Re: [igt-dev] [PATCH i-g-t] i915: Avoid set_domain -ENOMEM error with huge buffers

From: "Dixit, Ashutosh" <ashutosh.dixit@intel.com>
To: "Ruhl, Michael J" <michael.j.ruhl@intel.com>
Cc: "igt-dev@lists.freedesktop.org" <igt-dev@lists.freedesktop.org>
Subject: Re: [igt-dev] [PATCH i-g-t] i915: Avoid set_domain -ENOMEM error with huge buffers
Date: Thu, 01 Apr 2021 12:25:53 -0700	[thread overview]
Message-ID: <878s61x0vy.wl-ashutosh.dixit@intel.com> (raw)
In-Reply-To: <0017f3d76967407f953f447414b9d3ae@intel.com>

On Thu, 01 Apr 2021 05:49:29 -0700, Ruhl, Michael J wrote:
>
> >-----Original Message-----
> >From: Dixit, Ashutosh <ashutosh.dixit@intel.com>
> >Sent: Wednesday, March 31, 2021 8:46 PM
> >To: Matthew Auld <matthew.william.auld@gmail.com>
> >Cc: igt-dev@lists.freedesktop.org; Ruhl, Michael J <michael.j.ruhl@intel.com>
> >Subject: Re: [igt-dev] [PATCH i-g-t] i915: Avoid set_domain -ENOMEM error
> >with huge buffers
> >
> >On Wed, 31 Mar 2021 02:02:45 -0700, Matthew Auld wrote:
> >> On Tue, 30 Mar 2021 at 20:31, Dixit, Ashutosh <ashutosh.dixit@intel.com>
> >wrote:
> >> >
> >> > On Tue, 30 Mar 2021 03:28:01 -0700, Matthew Auld wrote:
> >> > >
> >> > > On Tue, 30 Mar 2021 at 04:51, Ashutosh Dixit
> ><ashutosh.dixit@intel.com> wrote:
> >> > > >
> >> > > > When pread/pwrite are unavailable, the pread/pwrite replacement
> >implemented
> >> > > > in ad5eb02eb3f1 ("lib/ioctl_wrappers: Keep IGT working without
> >pread/pwrite
> >> > > > ioctls") uses gem_set_domain which pins all pages which have to be
> >> > > > read/written.

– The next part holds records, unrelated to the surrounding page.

//! Ingress pipeline — single entry point for all received frames.
//!
//! Every frame pulled from any device passes through [`net_rx`], which parses
//! the Ethernet header, filters by destination MAC, and dispatches to the
//! protocol handler registered for the frame's EtherType.  [`rx_loop`] is the
//! per-device RX thread body that feeds it.

use std::sync::Arc;

use log::{debug, info};

use super::ethernet::EthernetHeader;
use super::netdev::DeviceHandle;
use super::netstack::NetStack;
use super::ETH_HEADER_LEN;

/// Process one received frame through the ingress pipeline.
///
/// # Processing steps
///
/// 1. Validate minimum Ethernet frame length
/// 2. Parse destination MAC and EtherType
/// 3. Filter: accept only frames addressed to our MAC, broadcast, or multicast
/// 4. Dispatch the frame body by EtherType through the protocol registry
///
/// Frames with no registered handler are silently dropped.
pub fn net_rx(stack: &NetStack, dev: &DeviceHandle, frame: &[u8]) {
    let Ok(header) = EthernetHeader::parse(frame) else {
        debug!(
            "ingress: frame too short ({} < {})",
            frame.len(),
            ETH_HEADER_LEN
        );
        return;
    };

    // Destination MAC filter: accept our MAC, broadcast, or multicast.
    let our_mac = dev.mac();
    if header.dst != our_mac && !header.dst.is_broadcast() && !header.dst.is_multicast() {
        return;
    }

    let payload = &frame[ETH_HEADER_LEN..];
    match stack.protocols().lookup(header.ethertype) {
        Some(handler) => handler.handle_rx(stack, dev, payload),
        None => {
            debug!(
                "ingress: unknown EtherType 0x{:04x}, dropping",
                header.ethertype
            );
        }
    }
}

/// Driver-RX thread body: pull frames from `dev` until it is closed.
///
/// One thread per device.  The driver's `poll` blocks; a `None` frame means
/// the device was shut down and the loop exits.
pub fn rx_loop(stack: Arc<NetStack>, dev: DeviceHandle) {
    loop {
        match dev.poll() {
            Ok(Some(frame)) => net_rx(&stack, &dev, &frame),
            Ok(None) => {
                info!("ingress: {} closed, rx loop exiting", dev.name());
                return;
            }
            Err(e) => {
                debug!("ingress: {} poll failed: {}, rx loop exiting", dev.name(), e);
                return;
            }
        }
    }
}
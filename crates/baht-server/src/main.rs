// Bookkeeping server entry point.
//
// Startup sequence:
// 1. Load config
// 2. Initialize tracing (stdout, filter from RUST_LOG or config)
// 3. Open database
// 4. Build AI, LINE and storage clients; seed API-key users
// 5. Bind the listener and serve until Ctrl+C

use std::sync::Arc;

use anyhow::Context;
use baht_core::config;
use baht_core::db::Database;
use baht_server::{build_router, AppState};
use tracing::info;

#[tokio::main]
async fn main() -> anyhow::Result<()> {
    // 1. Load config
    let config = config::load_config().context("failed to load configuration")?;

    // 2. Initialize tracing
    init_tracing(&config.log_filter)?;
    info!("Bookkeeping server starting up");
    info!(
        "Config loaded: {} API keys, base currency {}, storage {:?}",
        config.credentials.api_keys.len(),
        config.currency.base,
        config.storage.backend
    );

    // 3. Open database
    let db = Database::open(&config.db_path).context("failed to open database")?;
    info!("Database opened at {}", config.db_path);

    // 4. Clients and API-key users
    let addr = format!("{}:{}", config.server.host, config.server.port);
    let state = Arc::new(AppState::from_config(config, db)?);

    // 5. Serve
    let listener = tokio::net::TcpListener::bind(&addr)
        .await
        .with_context(|| format!("failed to bind {addr}"))?;
    info!("Listening on http://{addr}");

    axum::serve(listener, build_router(state))
        .with_graceful_shutdown(shutdown_signal())
        .await
        .context("server error")?;

    info!("Bookkeeping server shut down cleanly");
    Ok(())
}

async fn shutdown_signal() {
    if let Err(e) = tokio::signal::ctrl_c().await {
        tracing::error!("failed to listen for Ctrl+C: {}", e);
    }
}

/// Initialize tracing to stdout. `RUST_LOG` wins over the configured filter.
fn init_tracing(default_filter: &str) -> anyhow::Result<()> {
    use tracing_subscriber::fmt;
    use tracing_subscriber::EnvFilter;

    let subscriber = fmt::Subscriber::builder()
        .with_env_filter(
            EnvFilter::try_from_default_env().unwrap_or_else(|_| EnvFilter::new(default_filter)),
        )
        .with_target(true)
        .with_thread_ids(true)
        .with_line_number(true)
        .finish();

    tracing::subscriber::set_global_default(subscriber)
        .context("failed to set tracing subscriber")?;

    Ok(())
}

When the read/write size is large this causes
> >gem_set_domain
> >> > > > to return -ENOMEM with a trace such as:
> >> > > >
> >> > > > ioctl_wrappers-CRITICAL: Test assertion failure function
> >gem_set_domain, file ../lib/ioctl_wrappers.c:563:
> >> > > > ioctl_wrappers-CRITICAL: Failed assertion: __gem_set_domain(fd,
> >handle, read, write) == 0
> >> > > > ioctl_wrappers-CRITICAL: Last errno: 12, Cannot allocate memory
> >> > > > ioctl_wrappers-CRITICAL: error: -12 != 0
> >> > > > igt_core-INFO: Stack trace:
> >> > > > igt_core-INFO:   #0 ../lib/igt_core.c:1746 __igt_fail_assert()

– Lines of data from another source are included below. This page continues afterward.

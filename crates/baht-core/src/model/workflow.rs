// Reimbursement requests and settlement payments, with the status rules
// that keep an employee from being paid twice.

use chrono::{DateTime, NaiveDate, Utc};
use rust_decimal::Decimal;
use serde::{Deserialize, Serialize};
use thiserror::Error;

#[derive(Debug, Error, Clone, PartialEq)]
pub enum WorkflowError {
    #[error("cannot move from `{from}` to `{to}`")]
    InvalidTransition { from: String, to: String },

    #[error("a rejection reason is required")]
    MissingReason,

    #[error("requesters cannot approve their own reimbursement")]
    SelfApproval,

    /// The records involved are not in a state that allows the operation.
    #[error("{0}")]
    Conflict(String),
}

// ---------------------------------------------------------------------------
// Reimbursement
// ---------------------------------------------------------------------------

#[derive(Debug, Clone, Copy, PartialEq, Eq, Hash, Serialize, Deserialize)]
#[serde(rename_all = "snake_case")]
pub enum ReimbursementStatus {
    Pending,
    Approved,
    Rejected,
    Paid,
}

impl ReimbursementStatus {
    pub fn as_str(&self) -> &'static str {
        match self {
            ReimbursementStatus::Pending => "pending",
            ReimbursementStatus::Approved => "approved",
            ReimbursementStatus::Rejected => "rejected",
            ReimbursementStatus::Paid => "paid",
        }
    }

    pub fn from_str_status(s: &str) -> Option<Self> {
        match s {
            "pending" => Some(ReimbursementStatus::Pending),
            "approved" => Some(ReimbursementStatus::Approved),
            "rejected" => Some(ReimbursementStatus::Rejected),
            "paid" => Some(ReimbursementStatus::Paid),
            _ => None,
        }
    }

    pub fn is_terminal(&self) -> bool {
        matches!(self, ReimbursementStatus::Rejected | ReimbursementStatus::Paid)
    }

    fn transition(&self, to: ReimbursementStatus) -> Result<ReimbursementStatus, WorkflowError> {
        use ReimbursementStatus::*;
        match (self, to) {
            (Pending, Approved) | (Pending, Rejected) | (Approved, Paid) => Ok(to),
            _ => Err(WorkflowError::InvalidTransition {
                from: self.as_str().to_string(),
                to: to.as_str().to_string(),
            }),
        }
    }
}

/// An employee asking to be paid back for something they bought for the
/// company.
#[derive(Debug, Clone, PartialEq, Serialize, Deserialize)]
pub struct ReimbursementRequest {
    pub id: String,
    pub company_id: String,
    pub requester_id: String,
    pub description: String,
    /// Total paid by the employee, VAT included.
    pub amount: Decimal,
    pub vat_amount: Decimal,
    pub issue_date: NaiveDate,
    pub account_id: Option<String>,
    pub receipt_url: Option<String>,
    pub status: ReimbursementStatus,
    pub approved_by: Option<String>,
    pub approved_at: Option<DateTime<Utc>>,
    pub rejected_reason: Option<String>,
    pub paid_at: Option<DateTime<Utc>>,
    pub payment_reference: Option<String>,
    /// Expense created when the request is paid.
    pub expense_id: Option<String>,
    pub created_at: DateTime<Utc>,
    pub deleted_at: Option<DateTime<Utc>>,
}

impl ReimbursementRequest {
    pub fn approve(&mut self, approver_id: &str, at: DateTime<Utc>) -> Result<(), WorkflowError> {
        if approver_id == self.requester_id {
            return Err(WorkflowError::SelfApproval);
        }
        self.status = self.status.transition(ReimbursementStatus::Approved)?;
        self.approved_by = Some(approver_id.to_string());
        self.approved_at = Some(at);
        Ok(())
    }

    pub fn reject(&mut self, approver_id: &str, reason: &str) -> Result<(), WorkflowError> {
        let reason = reason.trim();
        if reason.is_empty() {
            return Err(WorkflowError::MissingReason);
        }
        if approver_id == self.requester_id {
            return Err(WorkflowError::SelfApproval);
        }
        self.status = self.status.transition(ReimbursementStatus::Rejected)?;
        self.approved_by = Some(approver_id.to_string());
        self.rejected_reason = Some(reason.to_string());
        Ok(())
    }

    /// Mark as paid. The status check is the only guard against paying twice.
    pub fn pay(
        &mut self,
        reference: Option<String>,
        expense_id: &str,
        at: DateTime<Utc>,
    ) -> Result<(), WorkflowError> {
        self.status = self.status.transition(ReimbursementStatus::Paid)?;
        self.paid_at = Some(at);
        self.payment_reference = reference;
        self.expense_id = Some(expense_id.to_string());
        Ok(())
    }
}

// ---------------------------------------------------------------------------
// Settlement
// ---------------------------------------------------------------------------

/// One payout to an employee covering a batch of expenses they paid.
#[derive(Debug, Clone, PartialEq, Serialize, Deserialize)]
pub struct SettlementPayment {
    pub id: String,
    pub company_id: String,
    pub payee_id: String,
    pub expense_ids: Vec<String>,
    pub total_amount: Decimal,
    pub paid_at: DateTime<Utc>,
    pub reference: Option<String>,
    pub created_by: String,
    pub reversed_at: Option<DateTime<Utc>>,
    pub reversed_by: Option<String>,
}

impl SettlementPayment {
    pub fn is_reversed(&self) -> bool {
        self.reversed_at.is_some()
    }
}

/// Outstanding amount owed to one employee.
#[derive(Debug, Clone, PartialEq, Serialize, Deserialize)]
pub struct PendingSettlement {
    pub payee_id: String,
    pub payee_name: String,
    pub expense_count: usize,
    pub total_amount: Decimal,
}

> >> > > > igt_core-INFO:   #1 [gem_set_domain+0x44]
> >> > > > igt_core-INFO:   #2 ../lib/ioctl_wrappers.c:367 gem_write()
> >> > > > igt_core-INFO:   #3 ../tests/prime_mmap.c:67 test_aperture_limit()
> >> > > > igt_core-INFO:   #4 ../tests/prime_mmap.c:578 __real_main530()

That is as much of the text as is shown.